(Stored items)
· · · ·
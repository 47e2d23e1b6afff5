//! Built-in columns and projectors for core Kubernetes kinds.
//!
//! This module provides:
//! - Declared column types used by cell dispatch
//! - A registry mapping resource kinds to fixed column sets
//! - JSON projectors turning raw objects into flat row fields

#![forbid(unsafe_code)]

use serde::{Deserialize, Serialize};
use smallvec::SmallVec;
use tracing::warn;

use crate::{Diagnostic, Fields, ResourceKind};

/// Semantic tag of a column. Drives how its cells are rendered.
#[derive(Clone, Debug, PartialEq, Eq, Hash, Serialize, Deserialize)]
pub enum ColumnType {
    Name,
    Age,
    Duration,
    EventTime,
    FirstTimestamp,
    LastTimestamp,
    Ready,
    Current,
    Status,
    Reason,
    ConditionStatus,
    Conditions,
    Rules,
    Ports,
    Bindings,
    Roles,
    Keys,
    /// Plain value column with no special rendering.
    Generic,
    /// Header label the dispatcher does not know.
    Other(String),
}

// Header labels that are plain on purpose.
const PLAIN_LABELS: &[&str] = &[
    "Namespace", "Node", "Restarts", "Desired", "Up-to-date", "Available", "Type", "Cluster IP",
    "External IP", "Version", "Message", "Object", "Source", "Count", "Schedule", "Suspend",
    "Active", "Last Schedule", "Completions", "Class", "Hosts", "Address", "MinPods", "MaxPods",
    "Replicas", "Scope", "Versions", "Group", "Kind",
];

impl ColumnType {
    /// Parse a header label the way tables name their columns.
    pub fn from_label(label: &str) -> Self {
        match label {
            "Name" => ColumnType::Name,
            "Age" => ColumnType::Age,
            "Duration" => ColumnType::Duration,
            "eventTime" => ColumnType::EventTime,
            "firstTimestamp" => ColumnType::FirstTimestamp,
            "lastTimestamp" => ColumnType::LastTimestamp,
            "Ready" => ColumnType::Ready,
            "Current" => ColumnType::Current,
            "Status" => ColumnType::Status,
            "reason" => ColumnType::Reason,
            "Condition Status" => ColumnType::ConditionStatus,
            "Conditions" => ColumnType::Conditions,
            "Rules" => ColumnType::Rules,
            "Ports" => ColumnType::Ports,
            "Bindings" => ColumnType::Bindings,
            "Roles" => ColumnType::Roles,
            "Keys" => ColumnType::Keys,
            l if PLAIN_LABELS.contains(&l) => ColumnType::Generic,
            other => ColumnType::Other(other.to_string()),
        }
    }

    pub fn is_known(&self) -> bool {
        !matches!(self, ColumnType::Other(_))
    }
}

/// Static column definition; fixed for the lifetime of one table.
#[derive(Clone, Debug, PartialEq, Serialize, Deserialize)]
pub struct ColumnDef {
    /// Accessor into `Row.fields`.
    pub key: String,
    pub label: String,
    pub declared: ColumnType,
    pub sortable: bool,
    /// Initial visibility; the user toggles it through filter state.
    pub visible: bool,
    pub facetable: bool,
    pub width: f32,
}

impl ColumnDef {
    pub fn new(key: &str, label: &str, width: f32) -> Self {
        let declared = ColumnType::from_label(label);
        let sortable = !matches!(declared, ColumnType::Conditions | ColumnType::Rules | ColumnType::Bindings | ColumnType::Keys);
        Self { key: key.to_string(), label: label.to_string(), declared, sortable, visible: true, facetable: true, width }
    }

    pub fn hidden(mut self) -> Self {
        self.visible = false;
        self
    }
}

fn col(key: &str, label: &str, width: f32) -> ColumnDef {
    ColumnDef::new(key, label, width)
}

/// Return the full column set for a kind, including Namespace/Name/Age.
/// Unknown kinds get just Namespace/Name/Age.
pub fn columns_for(kind: &ResourceKind) -> Vec<ColumnDef> {
    let mut cols: Vec<ColumnDef> = Vec::new();
    if kind.namespaced() {
        cols.push(col("namespace", "Namespace", 160.0));
    }
    if *kind != ResourceKind::Events {
        cols.push(col("name", "Name", 240.0));
    }

    match kind {
        ResourceKind::Pods => {
            cols.push(col("node", "Node", 140.0));
            cols.push(col("ready", "Ready", 80.0));
            cols.push(col("restarts", "Restarts", 80.0));
            cols.push(col("status", "Status", 100.0));
        }
        ResourceKind::Deployments => {
            cols.push(col("ready", "Ready", 90.0));
            cols.push(col("desired", "Desired", 80.0).hidden());
            cols.push(col("updated", "Up-to-date", 90.0));
            cols.push(col("available", "Available", 90.0));
            cols.push(col("conditions", "Conditions", 180.0));
        }
        ResourceKind::DaemonSets => {
            cols.push(col("desired", "Desired", 80.0));
            cols.push(col("current", "Current", 80.0));
            cols.push(col("ready", "Ready", 80.0));
            cols.push(col("updated", "Up-to-date", 90.0));
            cols.push(col("available", "Available", 90.0));
        }
        ResourceKind::StatefulSets => {
            cols.push(col("ready", "Ready", 90.0));
        }
        ResourceKind::ReplicaSets => {
            cols.push(col("desired", "Desired", 80.0));
            cols.push(col("current", "Current", 80.0));
            cols.push(col("ready", "Ready", 80.0));
        }
        ResourceKind::Jobs => {
            cols.push(col("completions", "Completions", 100.0));
            cols.push(col("duration", "Duration", 90.0));
            cols.push(col("conditions", "Conditions", 160.0));
        }
        ResourceKind::CronJobs => {
            cols.push(col("schedule", "Schedule", 120.0));
            cols.push(col("suspend", "Suspend", 80.0));
            cols.push(col("active", "Active", 70.0));
            cols.push(col("lastSchedule", "Last Schedule", 140.0));
        }
        ResourceKind::Services => {
            cols.push(col("type", "Type", 80.0));
            cols.push(col("clusterIP", "Cluster IP", 120.0));
            cols.push(col("externalIP", "External IP", 160.0));
            cols.push(col("ports", "Ports", 140.0));
        }
        ResourceKind::Ingresses => {
            cols.push(col("class", "Class", 100.0));
            cols.push(col("rules", "Rules", 200.0));
        }
        ResourceKind::Endpoints => {
            cols.push(col("ports", "Ports", 160.0));
        }
        ResourceKind::ConfigMaps => {
            cols.push(col("keys", "Keys", 200.0));
        }
        ResourceKind::Secrets => {
            cols.push(col("type", "Type", 160.0));
            cols.push(col("keys", "Keys", 200.0));
        }
        ResourceKind::Nodes => {
            cols.push(col("roles", "Roles", 120.0));
            cols.push(col("conditionStatus", "Condition Status", 110.0));
            cols.push(col("version", "Version", 110.0));
        }
        ResourceKind::Namespaces => {
            cols.push(col("status", "Status", 90.0));
        }
        ResourceKind::Events => {
            cols.push(col("type", "Type", 80.0));
            cols.push(col("reason", "reason", 120.0));
            cols.push(col("object", "Object", 200.0));
            cols.push(col("message", "Message", 320.0));
            cols.push(col("count", "Count", 60.0));
            cols.push(col("firstTimestamp", "firstTimestamp", 110.0));
            cols.push(col("lastTimestamp", "lastTimestamp", 110.0));
            return cols;
        }
        ResourceKind::HorizontalPodAutoscalers => {
            cols.push(col("minPods", "MinPods", 80.0));
            cols.push(col("maxPods", "MaxPods", 80.0));
            cols.push(col("current", "Current", 80.0));
        }
        ResourceKind::RoleBindings => {
            cols.push(col("bindings", "Bindings", 220.0));
        }
        ResourceKind::Roles => {
            cols.push(col("rules", "Rules", 220.0));
        }
        ResourceKind::CustomResources | ResourceKind::Other(_) => {}
    }

    cols.push(col("age", "Age", 70.0));
    cols
}

/// Column set for a custom resource: the base columns plus its printer columns
/// given as `(key, label)` pairs. Labels the dispatcher does not know are kept
/// (they render as plain values) and reported.
pub fn columns_from_labels(kind: &ResourceKind, extra: &[(&str, &str)]) -> (Vec<ColumnDef>, Vec<Diagnostic>) {
    let mut cols = columns_for(kind);
    let age = cols.pop();
    let mut diags = Vec::new();
    for (key, label) in extra {
        let def = ColumnDef::new(key, label, 120.0);
        if !def.declared.is_known() {
            warn!(column = %key, label = %label, "unknown column type; rendering as plain value");
            diags.push(Diagnostic::UnknownColumnType { column: key.to_string(), label: label.to_string() });
        }
        cols.push(def);
    }
    cols.extend(age);
    (cols, diags)
}

/// Projector takes a raw JSON object and yields flat row fields.
pub trait Projector: Send + Sync {
    fn project(&self, raw: &serde_json::Value) -> Fields;
}

/// Return a JSON projector for a supported built-in kind.
pub fn builtin_projector_for(kind: &ResourceKind) -> Option<std::sync::Arc<dyn Projector>> {
    match kind {
        ResourceKind::Pods
        | ResourceKind::Deployments
        | ResourceKind::Services
        | ResourceKind::Nodes
        | ResourceKind::Namespaces => Some(std::sync::Arc::new(BuiltinProjector { kind: kind.clone() })),
        _ => None,
    }
}

struct BuiltinProjector {
    kind: ResourceKind,
}

fn str_at<'a>(raw: &'a serde_json::Value, ptr: &str) -> Option<&'a str> {
    raw.pointer(ptr).and_then(|v| v.as_str())
}

fn u64_at(raw: &serde_json::Value, ptr: &str) -> u64 {
    raw.pointer(ptr).and_then(|v| v.as_u64()).unwrap_or(0)
}

impl BuiltinProjector {
    fn project_meta(&self, raw: &serde_json::Value, out: &mut Fields) {
        if let Some(name) = str_at(raw, "/metadata/name") {
            out.insert("name".into(), name.into());
        }
        if let Some(ns) = str_at(raw, "/metadata/namespace") {
            out.insert("namespace".into(), ns.into());
        }
        if let Some(ts) = str_at(raw, "/metadata/creationTimestamp") {
            out.insert("age".into(), ts.into());
        }
    }

    fn project_pod(&self, raw: &serde_json::Value, out: &mut Fields) {
        let mut ready = 0u64;
        let mut total = 0u64;
        let mut restarts = 0u64;
        if let Some(cs) = raw.pointer("/status/containerStatuses").and_then(|v| v.as_array()) {
            total = cs.len() as u64;
            for c in cs {
                if c.get("ready").and_then(|v| v.as_bool()).unwrap_or(false) {
                    ready += 1;
                }
                restarts += c.get("restartCount").and_then(|v| v.as_u64()).unwrap_or(0);
            }
        }
        out.insert("ready".into(), format!("{}/{}", ready, total).into());
        out.insert("restarts".into(), restarts.into());
        let phase = str_at(raw, "/status/phase").unwrap_or("");
        let reason = str_at(raw, "/status/reason").unwrap_or("");
        let status = if !reason.is_empty() { reason } else { phase };
        out.insert("status".into(), status.into());
        if let Some(node) = str_at(raw, "/spec/nodeName") {
            out.insert("node".into(), node.into());
        }
    }

    fn project_deployment(&self, raw: &serde_json::Value, out: &mut Fields) {
        let replicas = u64_at(raw, "/status/replicas");
        out.insert("ready".into(), format!("{}/{}", u64_at(raw, "/status/readyReplicas"), replicas).into());
        out.insert("desired".into(), replicas.into());
        out.insert("updated".into(), u64_at(raw, "/status/updatedReplicas").into());
        out.insert("available".into(), u64_at(raw, "/status/availableReplicas").into());
        let conds: SmallVec<[&str; 4]> = raw
            .pointer("/status/conditions")
            .and_then(|v| v.as_array())
            .map(|a| a.iter().filter_map(|c| c.get("type").and_then(|v| v.as_str())).collect())
            .unwrap_or_default();
        out.insert("conditions".into(), conds.join(",").into());
    }

    fn project_service(&self, raw: &serde_json::Value, out: &mut Fields) {
        if let Some(t) = str_at(raw, "/spec/type") {
            out.insert("type".into(), t.into());
        }
        if let Some(ip) = str_at(raw, "/spec/clusterIP") {
            out.insert("clusterIP".into(), ip.into());
        }
        // External IPs from spec.externalIPs or status.loadBalancer.ingress
        let mut eps: Vec<String> = Vec::new();
        if let Some(arr) = raw.pointer("/spec/externalIPs").and_then(|v| v.as_array()) {
            eps.extend(arr.iter().filter_map(|it| it.as_str().map(|s| s.to_string())));
        }
        if eps.is_empty() {
            if let Some(arr) = raw.pointer("/status/loadBalancer/ingress").and_then(|v| v.as_array()) {
                for it in arr {
                    if let Some(ip) = it.get("ip").and_then(|v| v.as_str()) {
                        eps.push(ip.to_string());
                    } else if let Some(h) = it.get("hostname").and_then(|v| v.as_str()) {
                        eps.push(h.to_string());
                    }
                }
            }
        }
        out.insert("externalIP".into(), eps.join(",").into());
        if let Some(ports) = raw.pointer("/spec/ports").and_then(|v| v.as_array()) {
            let v: Vec<String> = ports
                .iter()
                .map(|p| {
                    let port = p.get("port").and_then(|v| v.as_u64()).unwrap_or(0);
                    let proto = p.get("protocol").and_then(|v| v.as_str()).unwrap_or("TCP");
                    format!("{}/{}", port, proto)
                })
                .collect();
            out.insert("ports".into(), v.join(",").into());
        }
    }

    fn project_node(&self, raw: &serde_json::Value, out: &mut Fields) {
        let mut status = "Unknown";
        if let Some(conds) = raw.pointer("/status/conditions").and_then(|v| v.as_array()) {
            if let Some(c) = conds.iter().find(|c| c.get("type").and_then(|v| v.as_str()) == Some("Ready")) {
                status = if c.get("status").and_then(|v| v.as_str()) == Some("True") { "Ready" } else { "NotReady" };
            }
        }
        out.insert("conditionStatus".into(), status.into());
        let mut roles: Vec<String> = Vec::new();
        if let Some(lbls) = raw.pointer("/metadata/labels").and_then(|v| v.as_object()) {
            for k in lbls.keys() {
                if let Some(role) = k.strip_prefix("node-role.kubernetes.io/") {
                    roles.push(if role.is_empty() { "node".into() } else { role.to_string() });
                }
            }
            if roles.is_empty() {
                if let Some(r) = lbls.get("kubernetes.io/role").and_then(|v| v.as_str()) {
                    roles.push(r.to_string());
                }
            }
        }
        if roles.is_empty() {
            roles.push("none".into());
        }
        out.insert("roles".into(), roles.join(",").into());
        if let Some(v) = str_at(raw, "/status/nodeInfo/kubeletVersion") {
            out.insert("version".into(), v.into());
        }
    }

    fn project_namespace(&self, raw: &serde_json::Value, out: &mut Fields) {
        if let Some(s) = str_at(raw, "/status/phase") {
            out.insert("status".into(), s.into());
        }
    }
}

impl Projector for BuiltinProjector {
    fn project(&self, raw: &serde_json::Value) -> Fields {
        let mut out = Fields::new();
        self.project_meta(raw, &mut out);
        match self.kind {
            ResourceKind::Pods => self.project_pod(raw, &mut out),
            ResourceKind::Deployments => self.project_deployment(raw, &mut out),
            ResourceKind::Services => self.project_service(raw, &mut out),
            ResourceKind::Nodes => self.project_node(raw, &mut out),
            ResourceKind::Namespaces => self.project_namespace(raw, &mut out),
            _ => {}
        }
        out
    }
}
· · · ·
Only lines that contain "dispatcher" are needed, so copy each of them from the data.

## Solution to this problem
    /// Header label the dispatcher does not know.
/// given as `(key, label)` pairs. Labels the dispatcher does not know are kept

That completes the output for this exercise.